A red flag soon emerged at S.F. Muni, whose long trolleybuses struggled to accelerate even on hills of 5 to 10 percent incline, the San Francisco Examiner reported, though Muni operations director John Haley said they were sufficient. Metro knew of this issue and deployed its new 40-footers downtown, while keeping the 60-foot articulated coaches in gentler terrain such as Route 70 through Eastlake.

McIntosh said in a phone interview she’s unfamiliar with the Muni dilemma.

Seattle-area officials received “initial assurances” New Flyer could supply Madison BRT, before Metro’s engineering staff dived in for hundreds of hours of study, said McIntosh.

“I just know that we went through a process with our vendor, and both sides said they didn’t feel like the fleet was viable,” she said.

Diesel-hybrid buses can serve all the project’s transportation purposes, except avoiding fossil-fuel emissions, McIntosh said.
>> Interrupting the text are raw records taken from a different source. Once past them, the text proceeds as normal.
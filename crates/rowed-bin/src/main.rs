//! Rowed entrypoint.
use anyhow::{Context, Result};
use clap::Parser;
use core_actions::{dispatch, io_ops, translate_key};
use core_config::{Config, load_from};
use core_events::InputEvent;
use core_model::{EditorModel, View};
use core_render::RenderEngine;
use core_render::render_engine::clear_screen;
use core_state::EditorState;
use core_terminal::{CrosstermBackend, TerminalBackend, TerminalGuard};
use core_text::Document;
use std::path::{Path, PathBuf};
use std::sync::Once;
use std::time::Instant;
use tracing::info;
use tracing_appender::non_blocking::WorkerGuard;

const HELP_MESSAGE: &str = "HELP: Ctrl-S = save | Ctrl-Q = quit";

/// CLI arguments.
#[derive(Parser, Debug)]
#[command(name = "rowed", version, about = "Rowed terminal text editor")]
struct Args {
    /// File to open at startup. Without it the editor starts on an empty, unnamed document.
    pub path: Option<PathBuf>,
    /// Configuration file path (overrides discovery of `rowed.toml`).
    #[arg(long = "config")]
    pub config: Option<PathBuf>,
}

struct AppStartup {
    backend: CrosstermBackend,
    log_guard: Option<WorkerGuard>,
}

struct RuntimeContext<'a> {
    model: EditorModel,
    config: Config,
    engine: RenderEngine,
    _terminal_guard: TerminalGuard<'a>,
}

/// What the loop does after one event.
#[derive(Debug, Clone, Copy, PartialEq, Eq)]
enum LoopControl {
    Continue,
    Quit,
}

impl AppStartup {
    fn new() -> Self {
        Self {
            backend: CrosstermBackend::new(),
            log_guard: None,
        }
    }

    fn run(&mut self, args: &Args) -> Result<RuntimeContext<'_>> {
        self.configure_logging()?;
        Self::install_panic_hook();
        info!(target: "runtime", version = env!("CARGO_PKG_VERSION"), "startup");

        let config = load_from(args.config.clone())?;
        // Load before raw mode so a failure is reported on a usable terminal.
        let state = load_editor_state(args.path.as_deref(), &config)?;

        let (width, height) = self.backend.size()?;
        let guard = self.backend.enter_guard()?;
        let model = EditorModel::new(state, View::new(width as usize, height as usize));
        info!(
            target: "runtime",
            width,
            height,
            rows = model.state().document.len(),
            config = ?config.source,
            "bootstrap_complete"
        );
        Ok(RuntimeContext {
            model,
            engine: RenderEngine::new(config.write_buffer_capacity()),
            config,
            _terminal_guard: guard,
        })
    }

    fn configure_logging(&mut self) -> Result<()> {
        let log_dir = Path::new(".");
        let log_path = log_dir.join("rowed.log");
        if log_path.exists() {
            let _ = std::fs::remove_file(&log_path);
        }

        let file_appender = tracing_appender::rolling::never(log_dir, "rowed.log");
        let (nb_writer, guard) = tracing_appender::non_blocking(file_appender);
        if tracing_subscriber::fmt()
            .with_env_filter(tracing_subscriber::EnvFilter::from_default_env())
            .with_writer(nb_writer)
            .with_ansi(false)
            .try_init()
            .is_ok()
        {
            self.log_guard = Some(guard);
        }
        Ok(())
    }

    fn install_panic_hook() {
        static HOOK: Once = Once::new();
        HOOK.call_once(|| {
            let default_panic = std::panic::take_hook();
            std::panic::set_hook(Box::new(move |info| {
                tracing::error!(target: "runtime.panic", ?info, "panic");
                default_panic(info);
            }));
        });
    }
}

/// Build the initial editor state. A named file that cannot be read is fatal.
fn load_editor_state(path: Option<&Path>, config: &Config) -> Result<EditorState> {
    let mut state = match path {
        Some(p) => {
            let doc = io_ops::read_document(p).with_context(|| format!("open {}", p.display()))?;
            EditorState::new(doc).with_file_name(p)
        }
        None => EditorState::new(Document::new()),
    };
    state.set_quit_confirmations(config.quit_confirmations());
    state.message_ttl = config.message_timeout();
    state.set_status_message(HELP_MESSAGE);
    Ok(state)
}

fn handle_event(model: &mut EditorModel, event: InputEvent) -> LoopControl {
    match event {
        InputEvent::Resize(w, h) => {
            model.view_mut().resize(w as usize, h as usize);
            LoopControl::Continue
        }
        InputEvent::Key(key) => {
            let Some(action) = translate_key(&key, model.state().prompt.is_active()) else {
                return LoopControl::Continue;
            };
            if dispatch(action, model).quit {
                LoopControl::Quit
            } else {
                LoopControl::Continue
            }
        }
    }
}

fn run_loop(ctx: &mut RuntimeContext<'_>) -> Result<()> {
    let stdout = std::io::stdout();
    let poll_timeout = ctx.config.poll_timeout();
    loop {
        ctx.engine.render(&ctx.model, Instant::now(), stdout.lock())?;
        let Some(event) = core_input::read_event(poll_timeout)? else {
            continue;
        };
        if handle_event(&mut ctx.model, event) == LoopControl::Quit {
            clear_screen(stdout.lock())?;
            info!(target: "runtime", frames = ctx.engine.metrics().frames, "shutdown");
            return Ok(());
        }
    }
}

fn main() -> Result<()> {
    let args = Args::parse();
    let mut app = AppStartup::new();
    let mut ctx = app.run(&args)?;
    run_loop(&mut ctx)
}
//! Escape sequences emitted by the renderer. Output must match byte for byte.

pub const CURSOR_HIDE: &[u8] = b"\x1b[?25l";
pub const CURSOR_SHOW: &[u8] = b"\x1b[?25h";
pub const CURSOR_HOME: &[u8] = b"\x1b[H";
/// Erase from the cursor to the end of the line.
pub const CLEAR_LINE_RIGHT: &[u8] = b"\x1b[K";
pub const CLEAR_SCREEN: &[u8] = b"\x1b[2J";
pub const REVERSE_VIDEO: &[u8] = b"\x1b[7m";
pub const RESET_ATTRIBUTES: &[u8] = b"\x1b[m";
pub const CRLF: &[u8] = b"\r\n";

/// Absolute cursor position; `row` and `col` are 0-based, the sequence is 1-based.
pub fn cursor_to(row: usize, col: usize) -> Vec<u8> {
    format!("\x1b[{};{}H", row + 1, col + 1).into_bytes()
}

#[cfg(test)]
mod tests {
    use super::*;

    #[test]
    fn cursor_to_is_one_based() {
        assert_eq!(cursor_to(0, 0), b"\x1b[1;1H");
        assert_eq!(cursor_to(4, 11), b"\x1b[5;12H");
    }
}
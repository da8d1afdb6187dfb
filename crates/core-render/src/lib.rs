//! Full-frame terminal rendering.
//!
//! Every frame is a complete redraw: hide cursor, home, text rows, status
//! bar, message bar, cursor placement, show cursor. Bytes are pushed through
//! a [`FrameWriter`] whose bounded buffer caps how many writes reach the
//! underlying stream per frame.
//!
//! The crate never talks to a terminal directly; callers hand in any
//! `std::io::Write` (stdout in the binary, a `Vec<u8>` in tests).
//!
//! Components:
//! - `ansi`: the fixed escape sequence vocabulary.
//! - `writer`: coalescing byte buffer with write accounting.
//! - `status`: status bar and message bar composition.
//! - `render_engine`: frame assembly and per-frame metrics.

pub mod ansi;
pub mod render_engine;
pub mod status;
pub mod writer;

pub use render_engine::{RenderEngine, RenderMetrics, render_frame};
pub use writer::{DEFAULT_WRITE_BUFFER_CAPACITY, FrameWriter};
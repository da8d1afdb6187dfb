//! Row mutation at the cursor.
//!
//! The view addresses rendered columns; rows are edited at raw columns. Every
//! handler translates with `Row::raw_column` first and places the cursor back
//! through `Row::rendered_column`, so tabs are stepped over as a unit.

use super::DispatchResult;
use crate::EditKind;
use core_model::View;
use core_state::EditorState;
use core_text::{DeleteOutcome, Document, Row};

pub(crate) fn handle_edit(
    kind: EditKind,
    state: &mut EditorState,
    view: &mut View,
) -> DispatchResult {
    let (y, x) = (view.current_y(), view.current_x());
    let changed = match kind {
        EditKind::InsertByte(ch) => insert_byte(state, view, ch),
        EditKind::InsertNewline => insert_newline(state, view),
        EditKind::Backspace => delete_backward(state, view),
        EditKind::DeleteForward => delete_forward(state, view),
    };
    tracing::trace!(target: "actions.dispatch", ?kind, line = y, col = x, to_line = view.current_y(), to_col = view.current_x(), changed, "edit");
    if changed {
        state.mark_dirty();
        DispatchResult::dirty()
    } else {
        DispatchResult::clean()
    }
}

/// The only row the cursor can address past the end is the virtual first row
/// of an empty document; materialize it before editing.
fn ensure_row(doc: &mut Document, y: usize) {
    if y >= doc.len() {
        doc.insert_row(doc.len(), Row::new());
    }
}

fn insert_byte(state: &mut EditorState, view: &mut View, ch: u8) -> bool {
    let y = view.current_y();
    ensure_row(&mut state.document, y);
    let Some(row) = state.document.row_mut(y) else {
        return false;
    };
    let cx = row.raw_column(view.current_x());
    row.insert_char(cx, ch);
    view.set_cursor_x(row.rendered_column(cx + 1));
    true
}

fn insert_newline(state: &mut EditorState, view: &mut View) -> bool {
    let y = view.current_y();
    ensure_row(&mut state.document, y);
    let Some(row) = state.document.row_mut(y) else {
        return false;
    };
    let cx = row.raw_column(view.current_x());
    let suffix = row.raw()[cx..].to_vec();
    row.shrink(suffix.len());
    state.document.insert_row(y + 1, Row::from_bytes(suffix));
    view.set_cursor_y(y + 1);
    view.home();
    true
}

fn delete_backward(state: &mut EditorState, view: &mut View) -> bool {
    let y = view.current_y();
    let doc = &mut state.document;
    let Some(row) = doc.row_mut(y) else {
        return false;
    };
    let cx = row.raw_column(view.current_x());
    match row.delete_char(cx as isize - 1) {
        DeleteOutcome::DeletedAt(at) => {
            let rx = doc.row(y).map_or(0, |r| r.rendered_column(at));
            view.set_cursor_x(rx);
            true
        }
        DeleteOutcome::JoinPrevious if y > 0 => {
            let Some(current) = doc.delete_row(y) else {
                return false;
            };
            let Some(prev) = doc.row_mut(y - 1) else {
                return false;
            };
            let join_at = prev.rendered_len();
            prev.append(current.raw());
            view.set_cursor_y(y - 1);
            view.set_cursor_x(join_at);
            true
        }
        _ => false,
    }
}

fn delete_forward(state: &mut EditorState, view: &View) -> bool {
    let y = view.current_y();
    let doc = &mut state.document;
    let Some(row) = doc.row_mut(y) else {
        return false;
    };
    let cx = row.raw_column(view.current_x());
    match row.delete_char(cx as isize) {
        DeleteOutcome::DeletedAt(_) => true,
        DeleteOutcome::JoinNext if y + 1 < doc.len() => {
            let Some(next) = doc.delete_row(y + 1) else {
                return false;
            };
            if let Some(row) = doc.row_mut(y) {
                row.append(next.raw());
            }
            true
        }
        _ => false,
    }
}
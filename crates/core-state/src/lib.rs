//! Editor state: the document, its file association, the dirty flag, the
//! status message, the save-as prompt and the quit confirmation gate.
//!
//! Cursor and scroll state live in `core-model::View`; this crate stays
//! document-centric so the renderer can read both without either owning
//! the other.

use core_text::Document;
use std::path::PathBuf;
use std::time::{Duration, Instant};

/// How long a status message stays visible unless configured otherwise.
pub const DEFAULT_MESSAGE_TTL: Duration = Duration::from_secs(5);

/// Extra quit presses required when the document has unsaved edits.
pub const DEFAULT_QUIT_CONFIRMATIONS: u32 = 1;

/// Timestamped status message.
///
/// Last write wins. Expiry only gates display: the text stays in memory
/// until replaced.
#[derive(Debug, Clone)]
pub struct StatusMessage {
    pub text: String,
    pub set_at: Instant,
}

impl StatusMessage {
    pub fn new(text: impl Into<String>, set_at: Instant) -> Self {
        Self {
            text: text.into(),
            set_at,
        }
    }

    pub fn is_visible_at(&self, now: Instant, ttl: Duration) -> bool {
        !self.text.is_empty() && now.saturating_duration_since(self.set_at) < ttl
    }
}

/// Single-line input prompt shown in the message bar (used for "save as").
#[derive(Debug, Default, Clone)]
pub struct PromptState {
    active: bool,
    buf: String,
}

impl PromptState {
    pub fn is_active(&self) -> bool {
        self.active
    }
    pub fn buffer(&self) -> &str {
        &self.buf
    }
    /// Begin a new prompt, discarding any previous input.
    pub fn begin(&mut self) {
        self.active = true;
        self.buf.clear();
    }
    pub fn push_char(&mut self, ch: char) {
        self.buf.push(ch);
    }
    pub fn backspace(&mut self) {
        self.buf.pop();
    }
    /// Leave the prompt and hand back what was typed.
    pub fn finish(&mut self) -> String {
        self.active = false;
        std::mem::take(&mut self.buf)
    }
}

#[derive(Debug)]
pub struct EditorState {
    pub document: Document,
    pub file_name: Option<PathBuf>,
    pub dirty: bool,
    pub status: Option<StatusMessage>,
    pub message_ttl: Duration,
    pub prompt: PromptState,
    quit_confirmations: u32,
    quit_times: u32,
}

impl EditorState {
    pub fn new(document: Document) -> Self {
        Self {
            document,
            file_name: None,
            dirty: false,
            status: None,
            message_ttl: DEFAULT_MESSAGE_TTL,
            prompt: PromptState::default(),
            quit_confirmations: DEFAULT_QUIT_CONFIRMATIONS,
            quit_times: DEFAULT_QUIT_CONFIRMATIONS,
        }
    }

    pub fn with_file_name(mut self, path: impl Into<PathBuf>) -> Self {
        self.file_name = Some(path.into());
        self
    }

    /// Overwrite the status message; the caller formats the text.
    pub fn set_status_message(&mut self, msg: impl Into<String>) {
        self.set_status_message_at(msg, Instant::now());
    }

    pub fn set_status_message_at(&mut self, msg: impl Into<String>, now: Instant) {
        let msg = StatusMessage::new(msg, now);
        tracing::debug!(target: "state", text = msg.text.as_str(), "status_message");
        self.status = Some(msg);
    }

    /// Message text if it has not yet expired at `now`.
    pub fn visible_status(&self, now: Instant) -> Option<&str> {
        self.status
            .as_ref()
            .filter(|m| m.is_visible_at(now, self.message_ttl))
            .map(|m| m.text.as_str())
    }

    /// Short display name for the status bar.
    pub fn display_name(&self) -> Option<String> {
        self.file_name
            .as_ref()
            .map(|p| p.to_string_lossy().into_owned())
    }

    pub fn mark_dirty(&mut self) {
        if !self.dirty {
            tracing::trace!(target: "state", "dirty");
            self.dirty = true;
        }
    }

    pub fn set_quit_confirmations(&mut self, n: u32) {
        self.quit_confirmations = n;
        self.quit_times = n;
    }

    /// Extra presses still needed before a dirty quit goes through.
    pub fn quit_times_remaining(&self) -> u32 {
        self.quit_times
    }

    /// Register a quit request. Returns `true` when the editor should exit now;
    /// otherwise one confirmation was consumed.
    pub fn request_quit(&mut self) -> bool {
        if !self.dirty || self.quit_times == 0 {
            return true;
        }
        self.quit_times -= 1;
        tracing::debug!(target: "state", remaining = self.quit_times, "quit_blocked_dirty");
        false
    }

    /// Any non-quit key re-arms the confirmation gate.
    pub fn reset_quit_gate(&mut self) {
        self.quit_times = self.quit_confirmations;
    }
}
//! Blocking input with timeout.
//!
//! crossterm decodes escape sequences; this crate maps its events onto the
//! `core-events` vocabulary. Keys the editor has no use for (function keys,
//! media keys, releases) map to `None` and are dropped by the caller.

use anyhow::Result;
use core_events::{InputEvent, KeyCode, KeyEvent, KeyModifiers};
use crossterm::event::{
    self, Event as CEvent, KeyCode as CKeyCode, KeyEvent as CKeyEvent, KeyEventKind as CKind,
    KeyModifiers as CMods,
};
use std::time::Duration;

/// Wait up to `timeout` for one event. `Ok(None)` on timeout or for an event
/// that has no mapping.
pub fn read_event(timeout: Duration) -> Result<Option<InputEvent>> {
    if !event::poll(timeout)? {
        return Ok(None);
    }
    Ok(map_event(event::read()?))
}

pub fn map_event(ev: CEvent) -> Option<InputEvent> {
    match ev {
        CEvent::Key(key) => map_key(&key).map(InputEvent::Key),
        CEvent::Resize(w, h) => {
            tracing::debug!(target: "input", width = w, height = h, "resize");
            Some(InputEvent::Resize(w, h))
        }
        _ => None,
    }
}

pub fn map_key(key: &CKeyEvent) -> Option<KeyEvent> {
    if matches!(key.kind, CKind::Release) {
        return None;
    }
    let code = match key.code {
        CKeyCode::Char(c) => KeyCode::Char(c),
        CKeyCode::Enter => KeyCode::Enter,
        CKeyCode::Esc => KeyCode::Esc,
        CKeyCode::Backspace => KeyCode::Backspace,
        CKeyCode::Delete => KeyCode::Delete,
        CKeyCode::Tab => KeyCode::Tab,
        CKeyCode::Up => KeyCode::Up,
        CKeyCode::Down => KeyCode::Down,
        CKeyCode::Left => KeyCode::Left,
        CKeyCode::Right => KeyCode::Right,
        CKeyCode::PageUp => KeyCode::PageUp,
        CKeyCode::PageDown => KeyCode::PageDown,
        CKeyCode::Home => KeyCode::Home,
        CKeyCode::End => KeyCode::End,
        other => {
            tracing::trace!(target: "input", code = ?other, "unmapped_key");
            return None;
        }
    };
    let mapped = KeyEvent::new(code, map_mods(key.modifiers));
    tracing::trace!(target: "input", key = %mapped, "key");
    Some(mapped)
}

pub(crate) fn map_mods(m: CMods) -> KeyModifiers {
    let mut out = KeyModifiers::empty();
    if m.contains(CMods::CONTROL) {
        out |= KeyModifiers::CTRL;
    }
    if m.contains(CMods::ALT) {
        out |= KeyModifiers::ALT;
    }
    if m.contains(CMods::SHIFT) {
        out |= KeyModifiers::SHIFT;
    }
    out
}
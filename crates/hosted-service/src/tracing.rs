//! # Observability & Tracing
//!
//! The [`setup_tracing`] function initializes structured logging with the `tracing` crate.
//!
//! ## Configuration
//!
//! The compact format hides the crate/module prefix (`with_target(false)`); every log line
//! carries a `service` field instead, and cycle logs are nested in a `cycle` span:
//!
//! ```text
//! INFO Background service started service="OrderForwardingJob"
//! INFO cycle{service="OrderForwardingJob" cycle=3}: order 42 forwarded for stock decrement order_id=42
//! ERROR cycle{service="OrderForwardingJob" cycle=4}: Cycle failed error=Job error: bus closed
//! ```
//!
//! ## Usage
//!
//! ```bash
//! # Lifecycle and forwarded orders
//! RUST_LOG=info cargo run
//!
//! # Also idle cycles, scope creation and cycle reports
//! RUST_LOG=debug cargo run
//!
//! # Only the framework
//! RUST_LOG=hosted_service=debug cargo run
//! ```

/// Installs the global `fmt` subscriber, filtered by `RUST_LOG`.
pub fn setup_tracing() {
    tracing_subscriber::fmt()
        .with_env_filter(tracing_subscriber::EnvFilter::from_default_env())
        .with_target(false)
        .compact()
        .init();
}
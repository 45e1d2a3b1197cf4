//! # Order Forwarding
//!
//! [`OrderForwardingJob`] is the cycle processor. On every firing it:
//!
//! 1. takes the fresh [`CycleScope`] prepared for this cycle,
//! 2. fetches up to `batch_size` authorized orders,
//! 3. ends quietly if there are none,
//! 4. otherwise builds one [`OrderAuthorizedEvent`] per order and publishes it, in fetch order,
//! 5. logs each order once the bus has accepted its event.
//!
//! Steps run strictly in sequence. The first publish failure ends the cycle: the failed order
//! and every order after it are handed back through
//! [`OrderQueries::requeue`](crate::clients::OrderQueries::requeue) so a later cycle offers
//! them again. Nothing is retried within the cycle.

use crate::clients::order_ids;
use crate::error::OrchestratorError;
use crate::model::AuthorizedOrder;
use crate::events::{IntegrationEvent, OrderAuthorizedEvent};
use crate::scope::{CycleScope, ScopeFactory};
use async_trait::async_trait;
use hosted_service::CycleJob;
use tracing::{debug, error, info, warn};

/// What one cycle did.
#[derive(Debug, Clone, Copy, Default, PartialEq, Eq)]
pub struct CycleReport {
    pub fetched: usize,
    pub forwarded: usize,
}

pub struct OrderForwardingJob<F: ScopeFactory> {
    scopes: F,
    batch_size: usize,
}

impl<F: ScopeFactory> OrderForwardingJob<F> {
    /// `batch_size` is clamped to at least 1.
    pub fn new(scopes: F, batch_size: usize) -> Self {
        Self {
            scopes,
            batch_size: batch_size.max(1),
        }
    }

    pub fn batch_size(&self) -> usize {
        self.batch_size
    }

    /// Runs a single cycle outside any trigger, with errors returned instead of contained.
    pub async fn run_once(&self) -> Result<CycleReport, OrchestratorError> {
        let scope = self.begin_scope()?;
        self.run_cycle(scope, 0).await
    }
}

#[async_trait]
impl<F: ScopeFactory> CycleJob for OrderForwardingJob<F> {
    type Scope = CycleScope;
    type Output = CycleReport;
    type Error = OrchestratorError;

    fn name(&self) -> &'static str {
        "OrderForwardingJob"
    }

    fn begin_scope(&self) -> Result<CycleScope, OrchestratorError> {
        self.scopes.create_scope()
    }

    async fn run_cycle(
        &self,
        scope: CycleScope,
        _cycle: u64,
    ) -> Result<CycleReport, OrchestratorError> {
        let orders = scope.queries.fetch_authorized(self.batch_size).await?;
        if orders.is_empty() {
            debug!("No authorized orders");
            return Ok(CycleReport::default());
        }

        let mut report = CycleReport {
            fetched: orders.len(),
            forwarded: 0,
        };
        for (index, order) in orders.iter().enumerate() {
            let event = OrderAuthorizedEvent::from(order);
            let order_id = event.order_id;
            debug!(
                event_type = OrderAuthorizedEvent::EVENT_TYPE,
                ?event,
                "Publishing integration event"
            );

            if let Err(source) = scope.bus.publish(event).await {
                let unforwarded = orders[index..].to_vec();
                requeue(&scope, unforwarded).await;
                return Err(OrchestratorError::Publish { order_id, source });
            }

            info!(%order_id, "order {} forwarded for stock decrement", order_id);
            report.forwarded += 1;
        }
        Ok(report)
    }
}

/// Hands orders the cycle could not forward back to the query side.
async fn requeue(scope: &CycleScope, orders: Vec<AuthorizedOrder>) {
    let ids = order_ids(&orders);
    warn!(order_ids = ?ids, "Orders not forwarded, requeueing");
    if let Err(e) = scope.queries.requeue(orders).await {
        error!(error = %e, order_ids = ?ids, "Requeue failed, orders may be lost");
    }
}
Metro’s most favorable precedent appears to be diesel-powered Route 8, which does routinely ascend Denny Way over I-5 and up Capitol Hill.

Madison BRT could begin with diesel-hybrids, then upgrade to a battery version or even some new wire trolleybus, McIntosh said. Shorter trolleybuses wouldn’t be a good option, she said, because more vehicles would be needed to carry the same number of people, and labor costs would soar.

Although firms in Europe and China firms make electric trolleybuses, only New Flyer complies with the federal Buy America law that requires at least 60 percent U.S.-built parts in transit vehicles FTA pays for.

Currently, Metro isn’t pursuing an articulated battery bus for Madison, said McIntosh. Metro does operate 11 40-foot battery-powered buses built by Proterra, and set a goal of having 120 to cover short local routes.

County Executive Dow Constantine has said Metro will phase out fossil-fuel buses by the late 2030s, to counteract global warming.